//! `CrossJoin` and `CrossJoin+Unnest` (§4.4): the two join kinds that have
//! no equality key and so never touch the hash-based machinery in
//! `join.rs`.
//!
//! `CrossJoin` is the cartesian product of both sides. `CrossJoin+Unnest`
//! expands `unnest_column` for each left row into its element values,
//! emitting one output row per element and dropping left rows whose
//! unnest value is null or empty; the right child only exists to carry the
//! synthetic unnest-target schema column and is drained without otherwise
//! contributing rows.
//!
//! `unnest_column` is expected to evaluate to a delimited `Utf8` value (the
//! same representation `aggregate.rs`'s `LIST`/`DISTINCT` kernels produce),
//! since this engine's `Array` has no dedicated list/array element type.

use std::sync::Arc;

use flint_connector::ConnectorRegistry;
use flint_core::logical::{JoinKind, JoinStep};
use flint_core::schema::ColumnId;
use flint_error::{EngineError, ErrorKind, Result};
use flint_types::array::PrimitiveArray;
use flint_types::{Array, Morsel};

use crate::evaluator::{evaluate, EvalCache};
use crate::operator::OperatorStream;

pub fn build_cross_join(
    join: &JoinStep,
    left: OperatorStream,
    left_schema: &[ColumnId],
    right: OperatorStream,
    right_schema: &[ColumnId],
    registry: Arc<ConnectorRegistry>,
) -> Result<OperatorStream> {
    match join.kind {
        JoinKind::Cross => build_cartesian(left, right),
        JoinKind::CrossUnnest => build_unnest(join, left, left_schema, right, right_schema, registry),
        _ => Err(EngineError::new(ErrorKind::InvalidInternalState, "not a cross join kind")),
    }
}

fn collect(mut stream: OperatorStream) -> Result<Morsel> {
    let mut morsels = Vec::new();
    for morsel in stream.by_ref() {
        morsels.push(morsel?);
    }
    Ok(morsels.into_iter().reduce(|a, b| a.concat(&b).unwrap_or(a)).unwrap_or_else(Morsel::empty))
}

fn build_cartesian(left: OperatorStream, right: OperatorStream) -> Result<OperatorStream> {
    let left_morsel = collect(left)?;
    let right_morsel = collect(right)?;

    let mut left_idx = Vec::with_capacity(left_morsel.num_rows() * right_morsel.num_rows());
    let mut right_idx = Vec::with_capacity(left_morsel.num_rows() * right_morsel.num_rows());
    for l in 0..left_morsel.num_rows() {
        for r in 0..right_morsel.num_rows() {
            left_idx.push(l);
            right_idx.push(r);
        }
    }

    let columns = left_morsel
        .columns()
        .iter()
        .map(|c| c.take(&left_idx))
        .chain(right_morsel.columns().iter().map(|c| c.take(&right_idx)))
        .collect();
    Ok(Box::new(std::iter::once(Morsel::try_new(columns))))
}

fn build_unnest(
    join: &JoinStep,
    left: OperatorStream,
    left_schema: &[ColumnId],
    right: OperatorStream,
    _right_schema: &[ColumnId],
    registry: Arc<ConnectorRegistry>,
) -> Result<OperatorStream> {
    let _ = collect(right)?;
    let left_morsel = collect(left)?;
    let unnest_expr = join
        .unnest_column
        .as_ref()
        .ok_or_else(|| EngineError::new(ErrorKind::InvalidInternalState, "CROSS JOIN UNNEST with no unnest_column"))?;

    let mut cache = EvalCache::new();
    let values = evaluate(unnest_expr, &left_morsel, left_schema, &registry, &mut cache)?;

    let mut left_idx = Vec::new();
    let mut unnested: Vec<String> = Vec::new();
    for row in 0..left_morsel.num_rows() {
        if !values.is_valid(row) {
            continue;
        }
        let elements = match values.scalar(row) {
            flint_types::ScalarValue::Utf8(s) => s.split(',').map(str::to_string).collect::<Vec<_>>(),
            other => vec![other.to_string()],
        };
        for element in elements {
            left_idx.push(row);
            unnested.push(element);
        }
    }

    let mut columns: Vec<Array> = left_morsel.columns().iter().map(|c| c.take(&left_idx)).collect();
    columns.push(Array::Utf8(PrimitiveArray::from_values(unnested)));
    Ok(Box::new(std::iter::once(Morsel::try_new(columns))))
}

==

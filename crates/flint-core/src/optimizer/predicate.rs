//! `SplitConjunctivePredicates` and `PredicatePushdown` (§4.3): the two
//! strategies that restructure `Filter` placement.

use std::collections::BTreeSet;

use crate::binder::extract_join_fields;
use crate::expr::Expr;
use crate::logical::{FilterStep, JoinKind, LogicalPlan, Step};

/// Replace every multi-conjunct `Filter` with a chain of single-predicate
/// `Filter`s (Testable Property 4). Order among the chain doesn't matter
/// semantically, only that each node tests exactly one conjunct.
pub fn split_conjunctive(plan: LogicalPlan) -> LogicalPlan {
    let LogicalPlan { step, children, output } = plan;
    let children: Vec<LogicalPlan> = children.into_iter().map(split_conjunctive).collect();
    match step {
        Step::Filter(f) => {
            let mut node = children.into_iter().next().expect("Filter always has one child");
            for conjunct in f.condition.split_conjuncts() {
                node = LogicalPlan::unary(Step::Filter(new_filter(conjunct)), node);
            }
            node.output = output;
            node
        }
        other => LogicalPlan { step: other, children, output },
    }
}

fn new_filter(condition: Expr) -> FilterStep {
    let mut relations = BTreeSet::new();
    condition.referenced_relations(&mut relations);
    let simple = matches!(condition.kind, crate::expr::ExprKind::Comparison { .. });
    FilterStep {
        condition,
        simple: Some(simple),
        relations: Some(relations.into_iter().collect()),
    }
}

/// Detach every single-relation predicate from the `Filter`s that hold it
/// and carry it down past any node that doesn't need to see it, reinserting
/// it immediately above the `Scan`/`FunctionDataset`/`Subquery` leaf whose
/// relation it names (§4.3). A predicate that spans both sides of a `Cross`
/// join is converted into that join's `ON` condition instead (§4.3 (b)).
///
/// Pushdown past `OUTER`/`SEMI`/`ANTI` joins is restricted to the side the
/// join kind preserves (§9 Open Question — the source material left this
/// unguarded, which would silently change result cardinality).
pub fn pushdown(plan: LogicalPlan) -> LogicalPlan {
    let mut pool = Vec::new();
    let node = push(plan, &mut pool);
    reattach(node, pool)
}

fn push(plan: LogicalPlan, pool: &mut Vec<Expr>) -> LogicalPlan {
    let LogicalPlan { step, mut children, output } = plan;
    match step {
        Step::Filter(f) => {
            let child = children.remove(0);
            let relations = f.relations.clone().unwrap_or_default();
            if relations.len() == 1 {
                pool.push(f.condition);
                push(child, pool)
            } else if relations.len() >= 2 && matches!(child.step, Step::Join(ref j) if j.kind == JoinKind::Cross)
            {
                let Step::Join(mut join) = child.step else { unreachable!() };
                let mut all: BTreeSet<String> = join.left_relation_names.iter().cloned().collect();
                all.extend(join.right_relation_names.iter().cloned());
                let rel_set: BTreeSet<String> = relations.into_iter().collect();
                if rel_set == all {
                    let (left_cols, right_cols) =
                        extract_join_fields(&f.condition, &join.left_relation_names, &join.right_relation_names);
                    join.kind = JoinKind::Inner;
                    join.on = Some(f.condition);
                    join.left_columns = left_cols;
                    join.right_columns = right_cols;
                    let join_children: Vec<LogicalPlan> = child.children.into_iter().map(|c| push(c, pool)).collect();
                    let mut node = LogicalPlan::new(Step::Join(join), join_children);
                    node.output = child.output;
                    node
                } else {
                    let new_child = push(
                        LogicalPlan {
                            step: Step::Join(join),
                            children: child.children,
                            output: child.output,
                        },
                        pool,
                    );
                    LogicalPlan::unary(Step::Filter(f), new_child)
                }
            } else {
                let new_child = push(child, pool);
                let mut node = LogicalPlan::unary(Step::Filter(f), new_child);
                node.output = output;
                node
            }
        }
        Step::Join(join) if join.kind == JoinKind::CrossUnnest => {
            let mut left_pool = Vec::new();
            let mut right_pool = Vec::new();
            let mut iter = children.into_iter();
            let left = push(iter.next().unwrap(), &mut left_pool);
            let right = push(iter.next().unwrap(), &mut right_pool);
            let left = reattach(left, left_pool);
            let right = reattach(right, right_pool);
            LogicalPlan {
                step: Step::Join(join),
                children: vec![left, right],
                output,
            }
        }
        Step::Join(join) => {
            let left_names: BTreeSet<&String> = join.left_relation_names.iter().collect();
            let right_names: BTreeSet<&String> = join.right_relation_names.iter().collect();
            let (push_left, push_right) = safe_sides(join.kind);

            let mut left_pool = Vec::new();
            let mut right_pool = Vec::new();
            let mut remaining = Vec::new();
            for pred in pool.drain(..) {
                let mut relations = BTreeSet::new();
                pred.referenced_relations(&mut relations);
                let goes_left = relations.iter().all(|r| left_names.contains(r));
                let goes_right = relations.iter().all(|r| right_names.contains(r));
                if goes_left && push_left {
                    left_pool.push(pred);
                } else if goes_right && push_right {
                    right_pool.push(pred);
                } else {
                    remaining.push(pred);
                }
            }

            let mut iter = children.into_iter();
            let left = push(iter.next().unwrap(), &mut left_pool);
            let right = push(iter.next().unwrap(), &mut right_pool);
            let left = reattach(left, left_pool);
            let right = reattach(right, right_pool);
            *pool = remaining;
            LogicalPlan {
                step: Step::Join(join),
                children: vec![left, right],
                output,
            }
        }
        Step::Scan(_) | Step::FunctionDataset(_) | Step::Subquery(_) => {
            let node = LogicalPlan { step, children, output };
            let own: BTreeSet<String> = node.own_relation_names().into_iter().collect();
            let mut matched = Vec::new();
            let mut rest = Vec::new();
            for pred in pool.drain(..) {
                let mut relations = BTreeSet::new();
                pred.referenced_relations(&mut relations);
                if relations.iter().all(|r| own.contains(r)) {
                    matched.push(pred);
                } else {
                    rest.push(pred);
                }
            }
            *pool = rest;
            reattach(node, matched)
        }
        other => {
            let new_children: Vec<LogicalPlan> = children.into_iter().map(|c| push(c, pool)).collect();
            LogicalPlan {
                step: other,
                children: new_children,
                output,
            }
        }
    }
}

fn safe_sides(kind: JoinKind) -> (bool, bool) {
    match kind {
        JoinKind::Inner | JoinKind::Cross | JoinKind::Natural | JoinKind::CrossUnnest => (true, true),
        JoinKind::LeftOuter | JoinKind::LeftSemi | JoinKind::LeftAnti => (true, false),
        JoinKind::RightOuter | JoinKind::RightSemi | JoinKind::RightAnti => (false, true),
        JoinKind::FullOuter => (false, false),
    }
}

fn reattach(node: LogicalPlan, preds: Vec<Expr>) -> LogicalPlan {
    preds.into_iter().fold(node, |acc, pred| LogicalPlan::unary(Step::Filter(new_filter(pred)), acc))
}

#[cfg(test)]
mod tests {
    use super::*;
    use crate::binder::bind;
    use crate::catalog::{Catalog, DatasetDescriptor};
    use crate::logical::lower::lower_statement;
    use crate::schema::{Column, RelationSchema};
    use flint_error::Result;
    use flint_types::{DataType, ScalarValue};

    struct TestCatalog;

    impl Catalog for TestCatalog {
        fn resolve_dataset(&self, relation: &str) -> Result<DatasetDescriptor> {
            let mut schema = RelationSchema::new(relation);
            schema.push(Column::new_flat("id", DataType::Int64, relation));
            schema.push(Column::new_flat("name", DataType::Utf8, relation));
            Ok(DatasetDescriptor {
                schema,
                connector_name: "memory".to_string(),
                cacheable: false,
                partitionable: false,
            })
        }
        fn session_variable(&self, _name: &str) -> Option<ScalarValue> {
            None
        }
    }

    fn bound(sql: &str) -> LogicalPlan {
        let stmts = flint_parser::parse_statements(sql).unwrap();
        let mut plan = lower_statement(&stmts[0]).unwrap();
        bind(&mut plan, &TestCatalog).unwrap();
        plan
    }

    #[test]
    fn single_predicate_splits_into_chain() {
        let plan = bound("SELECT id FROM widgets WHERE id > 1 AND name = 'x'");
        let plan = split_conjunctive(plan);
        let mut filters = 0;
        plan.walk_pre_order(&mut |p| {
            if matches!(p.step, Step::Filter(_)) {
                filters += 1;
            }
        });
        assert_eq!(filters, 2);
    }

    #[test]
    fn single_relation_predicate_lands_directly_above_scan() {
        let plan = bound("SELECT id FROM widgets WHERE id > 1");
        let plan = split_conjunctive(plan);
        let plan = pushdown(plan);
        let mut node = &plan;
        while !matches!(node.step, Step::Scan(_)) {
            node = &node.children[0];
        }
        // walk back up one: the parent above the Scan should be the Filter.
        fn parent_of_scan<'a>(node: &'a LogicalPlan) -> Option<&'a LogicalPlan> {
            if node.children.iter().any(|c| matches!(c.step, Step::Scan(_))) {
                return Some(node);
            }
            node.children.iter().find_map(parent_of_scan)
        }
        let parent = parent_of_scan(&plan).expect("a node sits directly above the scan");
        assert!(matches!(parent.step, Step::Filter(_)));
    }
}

**PROBLEM DESCRIPTION**
Could you return all lines from the records that include the word "evaluate"?

**SOLUTION FOR THIS PROBLEM**
//! `unnest_column` is expected to evaluate to a delimited `Utf8` value (the
use crate::evaluator::{evaluate, EvalCache};
    let values = evaluate(unnest_expr, &left_morsel, left_schema, &registry, &mut cache)?;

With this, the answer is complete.